**Problem to solve:** Copy out each line of the data below in which "BTreeMap" appears.

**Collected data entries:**
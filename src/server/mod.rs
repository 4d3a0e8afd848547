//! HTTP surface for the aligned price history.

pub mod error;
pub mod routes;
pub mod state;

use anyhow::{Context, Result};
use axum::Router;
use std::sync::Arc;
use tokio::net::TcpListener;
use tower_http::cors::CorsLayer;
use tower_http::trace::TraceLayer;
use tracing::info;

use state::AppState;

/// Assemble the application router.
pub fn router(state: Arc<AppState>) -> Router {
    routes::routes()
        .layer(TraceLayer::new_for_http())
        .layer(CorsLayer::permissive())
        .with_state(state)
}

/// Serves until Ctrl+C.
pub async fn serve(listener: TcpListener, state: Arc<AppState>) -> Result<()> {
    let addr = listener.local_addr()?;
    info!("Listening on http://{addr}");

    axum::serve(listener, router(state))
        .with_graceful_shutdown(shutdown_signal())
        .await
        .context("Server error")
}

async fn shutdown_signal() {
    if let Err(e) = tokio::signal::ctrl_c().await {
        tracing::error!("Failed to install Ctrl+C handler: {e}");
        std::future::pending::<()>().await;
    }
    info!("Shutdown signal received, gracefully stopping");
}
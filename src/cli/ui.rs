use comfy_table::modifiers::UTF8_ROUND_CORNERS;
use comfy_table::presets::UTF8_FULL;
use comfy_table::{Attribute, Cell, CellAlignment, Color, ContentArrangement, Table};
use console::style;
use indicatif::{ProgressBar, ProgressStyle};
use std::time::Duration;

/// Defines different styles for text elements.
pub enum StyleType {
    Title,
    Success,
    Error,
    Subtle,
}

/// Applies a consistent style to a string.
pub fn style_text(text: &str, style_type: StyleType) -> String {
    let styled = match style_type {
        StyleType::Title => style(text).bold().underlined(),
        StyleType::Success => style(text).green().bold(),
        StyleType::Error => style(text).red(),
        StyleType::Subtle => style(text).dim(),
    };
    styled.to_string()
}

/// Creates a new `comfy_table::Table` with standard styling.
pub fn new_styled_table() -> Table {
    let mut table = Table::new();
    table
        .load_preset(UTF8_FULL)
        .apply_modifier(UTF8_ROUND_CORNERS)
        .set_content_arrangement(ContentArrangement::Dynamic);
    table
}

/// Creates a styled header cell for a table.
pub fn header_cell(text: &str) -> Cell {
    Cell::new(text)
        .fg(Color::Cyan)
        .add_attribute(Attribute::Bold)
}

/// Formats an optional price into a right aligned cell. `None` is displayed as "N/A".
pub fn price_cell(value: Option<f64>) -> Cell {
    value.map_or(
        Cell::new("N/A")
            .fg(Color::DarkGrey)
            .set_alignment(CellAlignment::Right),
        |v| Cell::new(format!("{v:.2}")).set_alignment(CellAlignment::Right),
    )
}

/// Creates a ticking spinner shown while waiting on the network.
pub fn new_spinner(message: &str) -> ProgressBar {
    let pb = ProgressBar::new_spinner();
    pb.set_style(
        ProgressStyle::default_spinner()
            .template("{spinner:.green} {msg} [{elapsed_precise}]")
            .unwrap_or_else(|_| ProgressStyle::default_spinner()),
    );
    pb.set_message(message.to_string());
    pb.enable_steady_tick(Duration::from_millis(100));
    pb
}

* * *

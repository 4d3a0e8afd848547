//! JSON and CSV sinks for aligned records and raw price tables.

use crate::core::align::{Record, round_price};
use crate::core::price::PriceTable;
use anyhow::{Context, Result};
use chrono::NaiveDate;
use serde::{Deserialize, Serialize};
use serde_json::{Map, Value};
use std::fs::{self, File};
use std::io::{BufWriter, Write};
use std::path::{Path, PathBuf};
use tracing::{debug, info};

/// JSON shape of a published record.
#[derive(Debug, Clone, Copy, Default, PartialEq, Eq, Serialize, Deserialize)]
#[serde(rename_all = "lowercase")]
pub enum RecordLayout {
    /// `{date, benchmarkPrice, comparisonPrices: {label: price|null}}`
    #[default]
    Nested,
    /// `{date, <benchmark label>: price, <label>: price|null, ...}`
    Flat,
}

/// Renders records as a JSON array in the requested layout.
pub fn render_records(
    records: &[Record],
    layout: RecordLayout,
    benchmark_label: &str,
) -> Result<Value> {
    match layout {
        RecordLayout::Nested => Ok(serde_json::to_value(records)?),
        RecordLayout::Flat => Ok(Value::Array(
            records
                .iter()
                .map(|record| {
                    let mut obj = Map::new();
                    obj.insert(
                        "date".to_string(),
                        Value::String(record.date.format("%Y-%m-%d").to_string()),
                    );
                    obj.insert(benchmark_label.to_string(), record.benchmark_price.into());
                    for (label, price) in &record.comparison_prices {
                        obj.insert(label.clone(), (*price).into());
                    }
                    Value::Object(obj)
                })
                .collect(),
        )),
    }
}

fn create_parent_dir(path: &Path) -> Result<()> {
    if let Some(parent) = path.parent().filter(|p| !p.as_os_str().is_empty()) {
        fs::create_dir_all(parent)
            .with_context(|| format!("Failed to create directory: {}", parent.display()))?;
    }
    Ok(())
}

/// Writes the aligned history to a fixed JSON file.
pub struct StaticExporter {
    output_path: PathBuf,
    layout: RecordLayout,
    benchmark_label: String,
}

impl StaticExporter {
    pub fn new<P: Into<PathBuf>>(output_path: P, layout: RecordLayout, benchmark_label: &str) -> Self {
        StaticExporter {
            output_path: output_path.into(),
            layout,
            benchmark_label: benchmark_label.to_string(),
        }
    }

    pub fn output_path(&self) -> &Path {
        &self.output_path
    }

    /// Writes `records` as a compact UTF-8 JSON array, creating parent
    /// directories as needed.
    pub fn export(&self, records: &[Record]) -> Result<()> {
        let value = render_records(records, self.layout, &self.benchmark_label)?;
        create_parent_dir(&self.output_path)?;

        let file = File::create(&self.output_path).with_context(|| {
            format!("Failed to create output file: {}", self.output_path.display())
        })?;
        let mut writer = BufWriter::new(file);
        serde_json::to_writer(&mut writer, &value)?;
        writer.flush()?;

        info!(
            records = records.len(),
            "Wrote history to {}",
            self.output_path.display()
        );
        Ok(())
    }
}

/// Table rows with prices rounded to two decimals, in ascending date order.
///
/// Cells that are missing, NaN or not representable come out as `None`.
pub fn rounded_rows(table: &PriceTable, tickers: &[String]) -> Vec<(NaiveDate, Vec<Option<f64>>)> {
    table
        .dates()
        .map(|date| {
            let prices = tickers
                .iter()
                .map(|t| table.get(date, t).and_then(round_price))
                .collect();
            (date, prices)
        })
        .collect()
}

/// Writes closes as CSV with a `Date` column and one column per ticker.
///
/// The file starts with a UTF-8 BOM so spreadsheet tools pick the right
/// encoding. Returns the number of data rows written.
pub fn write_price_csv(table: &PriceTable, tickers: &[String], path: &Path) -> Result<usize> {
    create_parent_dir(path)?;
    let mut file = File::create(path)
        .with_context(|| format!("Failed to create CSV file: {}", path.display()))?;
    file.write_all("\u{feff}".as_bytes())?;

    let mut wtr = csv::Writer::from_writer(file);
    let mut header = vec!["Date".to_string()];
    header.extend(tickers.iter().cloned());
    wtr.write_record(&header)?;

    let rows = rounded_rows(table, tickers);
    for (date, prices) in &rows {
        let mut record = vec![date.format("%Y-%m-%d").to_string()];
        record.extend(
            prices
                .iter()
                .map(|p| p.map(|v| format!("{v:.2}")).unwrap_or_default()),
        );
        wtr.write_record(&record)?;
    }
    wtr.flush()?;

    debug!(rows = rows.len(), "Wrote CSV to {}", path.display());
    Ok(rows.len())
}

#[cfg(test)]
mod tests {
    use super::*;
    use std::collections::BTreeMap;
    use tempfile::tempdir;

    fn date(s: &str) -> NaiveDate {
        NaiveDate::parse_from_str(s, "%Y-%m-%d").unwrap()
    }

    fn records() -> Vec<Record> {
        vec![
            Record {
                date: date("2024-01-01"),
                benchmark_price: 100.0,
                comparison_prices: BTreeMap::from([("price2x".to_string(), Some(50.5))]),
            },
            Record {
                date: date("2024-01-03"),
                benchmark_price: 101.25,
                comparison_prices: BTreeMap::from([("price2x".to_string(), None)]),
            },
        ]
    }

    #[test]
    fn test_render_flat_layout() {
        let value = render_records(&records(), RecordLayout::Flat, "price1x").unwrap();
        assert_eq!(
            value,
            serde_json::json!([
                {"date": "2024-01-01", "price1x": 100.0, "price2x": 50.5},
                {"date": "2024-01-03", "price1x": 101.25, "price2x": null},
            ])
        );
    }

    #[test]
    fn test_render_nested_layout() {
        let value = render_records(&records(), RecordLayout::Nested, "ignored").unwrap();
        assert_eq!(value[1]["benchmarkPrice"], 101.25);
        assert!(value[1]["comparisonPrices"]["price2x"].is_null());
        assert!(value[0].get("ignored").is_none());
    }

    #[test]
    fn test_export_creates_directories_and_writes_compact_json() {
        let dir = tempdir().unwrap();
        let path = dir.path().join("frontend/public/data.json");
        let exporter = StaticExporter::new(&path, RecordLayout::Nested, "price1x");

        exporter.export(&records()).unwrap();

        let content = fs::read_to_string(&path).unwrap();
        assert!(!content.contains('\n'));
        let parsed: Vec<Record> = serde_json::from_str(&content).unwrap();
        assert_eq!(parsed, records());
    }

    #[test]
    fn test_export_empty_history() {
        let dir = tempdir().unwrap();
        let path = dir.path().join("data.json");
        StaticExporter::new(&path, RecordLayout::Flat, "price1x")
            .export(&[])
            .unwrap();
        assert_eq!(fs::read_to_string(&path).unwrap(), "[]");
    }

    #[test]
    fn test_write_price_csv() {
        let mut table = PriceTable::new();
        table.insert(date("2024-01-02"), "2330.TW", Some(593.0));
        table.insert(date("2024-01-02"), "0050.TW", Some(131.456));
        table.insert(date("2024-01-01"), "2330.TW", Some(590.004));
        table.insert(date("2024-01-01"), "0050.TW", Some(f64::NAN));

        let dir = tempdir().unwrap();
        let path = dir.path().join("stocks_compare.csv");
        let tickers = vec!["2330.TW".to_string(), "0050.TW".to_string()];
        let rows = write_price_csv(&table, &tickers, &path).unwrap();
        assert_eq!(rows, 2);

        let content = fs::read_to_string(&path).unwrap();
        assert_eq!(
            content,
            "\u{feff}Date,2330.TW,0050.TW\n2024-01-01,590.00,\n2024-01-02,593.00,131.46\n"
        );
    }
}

---

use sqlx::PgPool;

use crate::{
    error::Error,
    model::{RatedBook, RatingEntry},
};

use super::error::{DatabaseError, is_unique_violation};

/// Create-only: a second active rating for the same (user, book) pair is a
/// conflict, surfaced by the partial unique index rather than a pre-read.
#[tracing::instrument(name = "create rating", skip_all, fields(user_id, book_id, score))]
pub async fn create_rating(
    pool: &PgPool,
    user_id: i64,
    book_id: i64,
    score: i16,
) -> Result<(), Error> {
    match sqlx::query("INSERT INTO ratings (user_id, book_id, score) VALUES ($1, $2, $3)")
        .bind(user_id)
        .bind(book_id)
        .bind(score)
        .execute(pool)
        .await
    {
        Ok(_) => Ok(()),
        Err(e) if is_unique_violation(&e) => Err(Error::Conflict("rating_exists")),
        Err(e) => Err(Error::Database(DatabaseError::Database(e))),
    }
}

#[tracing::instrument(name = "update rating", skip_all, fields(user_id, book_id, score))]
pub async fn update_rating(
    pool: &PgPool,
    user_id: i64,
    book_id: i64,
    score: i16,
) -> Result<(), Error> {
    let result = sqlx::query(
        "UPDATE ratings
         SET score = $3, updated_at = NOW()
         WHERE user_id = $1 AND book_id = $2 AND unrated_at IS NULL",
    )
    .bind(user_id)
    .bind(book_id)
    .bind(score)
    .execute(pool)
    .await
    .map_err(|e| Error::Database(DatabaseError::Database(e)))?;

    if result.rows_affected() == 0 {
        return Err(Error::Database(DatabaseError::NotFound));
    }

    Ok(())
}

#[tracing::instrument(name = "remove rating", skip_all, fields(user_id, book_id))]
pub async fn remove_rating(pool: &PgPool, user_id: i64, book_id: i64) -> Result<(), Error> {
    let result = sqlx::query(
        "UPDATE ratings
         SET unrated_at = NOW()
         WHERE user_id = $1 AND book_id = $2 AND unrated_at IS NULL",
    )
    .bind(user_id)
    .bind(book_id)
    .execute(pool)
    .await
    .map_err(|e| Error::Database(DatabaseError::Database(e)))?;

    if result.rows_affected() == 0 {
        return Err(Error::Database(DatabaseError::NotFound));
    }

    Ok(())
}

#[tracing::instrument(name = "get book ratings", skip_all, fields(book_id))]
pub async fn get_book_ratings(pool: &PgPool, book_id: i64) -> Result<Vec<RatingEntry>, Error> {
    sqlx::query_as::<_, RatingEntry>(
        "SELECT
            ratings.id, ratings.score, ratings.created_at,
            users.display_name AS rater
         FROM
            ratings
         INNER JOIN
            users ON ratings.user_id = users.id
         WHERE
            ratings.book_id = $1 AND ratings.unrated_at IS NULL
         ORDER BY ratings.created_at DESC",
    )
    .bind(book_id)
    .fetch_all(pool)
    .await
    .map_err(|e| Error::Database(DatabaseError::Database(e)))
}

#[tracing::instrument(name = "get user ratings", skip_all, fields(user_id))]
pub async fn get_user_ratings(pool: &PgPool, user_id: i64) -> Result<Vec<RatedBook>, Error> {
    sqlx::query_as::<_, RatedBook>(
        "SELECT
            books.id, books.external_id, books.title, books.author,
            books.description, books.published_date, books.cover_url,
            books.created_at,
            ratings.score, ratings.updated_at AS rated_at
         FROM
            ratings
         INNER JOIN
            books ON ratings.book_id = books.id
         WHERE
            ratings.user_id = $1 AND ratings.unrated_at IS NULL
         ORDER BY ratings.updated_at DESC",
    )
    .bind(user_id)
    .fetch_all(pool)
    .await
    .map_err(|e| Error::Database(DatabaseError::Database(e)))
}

**Answer for this exercise:**
    use std::collections::BTreeMap;
                comparison_prices: BTreeMap::from([("price2x".to_string(), Some(50.5))]),
                comparison_prices: BTreeMap::from([("price2x".to_string(), None)]),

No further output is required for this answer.